Copy the whole listing verbatim.

◇ ◇ ◇

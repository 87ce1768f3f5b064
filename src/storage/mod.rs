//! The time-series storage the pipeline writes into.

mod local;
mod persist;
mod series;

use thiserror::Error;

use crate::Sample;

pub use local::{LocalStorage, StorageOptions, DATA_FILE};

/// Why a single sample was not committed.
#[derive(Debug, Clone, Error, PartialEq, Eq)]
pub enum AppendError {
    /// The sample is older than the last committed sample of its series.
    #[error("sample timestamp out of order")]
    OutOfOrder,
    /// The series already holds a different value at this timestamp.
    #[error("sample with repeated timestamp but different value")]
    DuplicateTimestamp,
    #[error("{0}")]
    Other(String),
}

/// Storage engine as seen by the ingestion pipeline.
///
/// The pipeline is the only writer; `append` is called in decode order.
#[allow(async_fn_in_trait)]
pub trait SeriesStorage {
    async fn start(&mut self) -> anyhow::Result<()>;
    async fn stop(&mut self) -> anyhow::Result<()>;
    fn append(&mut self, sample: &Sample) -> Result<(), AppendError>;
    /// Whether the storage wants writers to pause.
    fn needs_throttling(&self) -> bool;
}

◇ ◇ ◇

▶ [OUTPUT OF THE EXERCISE]
repository 87ce1768f3f5b064
filename src/storage/mod.rs
//! The time-series storage the pipeline writes into.

mod local;
mod persist;
mod series;

use thiserror::Error;

use crate::Sample;

pub use local::{LocalStorage, StorageOptions, DATA_FILE};

/// Why a single sample was not committed.
#[derive(Debug, Clone, Error, PartialEq, Eq)]
pub enum AppendError {
    /// The sample is older than the last committed sample of its series.
    #[error("sample timestamp out of order")]
    OutOfOrder,
    /// The series already holds a different value at this timestamp.
    #[error("sample with repeated timestamp but different value")]
    DuplicateTimestamp,
    #[error("{0}")]
    Other(String),
}

/// Storage engine as seen by the ingestion pipeline.
///
/// The pipeline is the only writer; `append` is called in decode order.
#[allow(async_fn_in_trait)]
pub trait SeriesStorage {
    async fn start(&mut self) -> anyhow::Result<()>;
    async fn stop(&mut self) -> anyhow::Result<()>;
    fn append(&mut self, sample: &Sample) -> Result<(), AppendError>;
    /// Whether the storage wants writers to pause.
    fn needs_throttling(&self) -> bool;
}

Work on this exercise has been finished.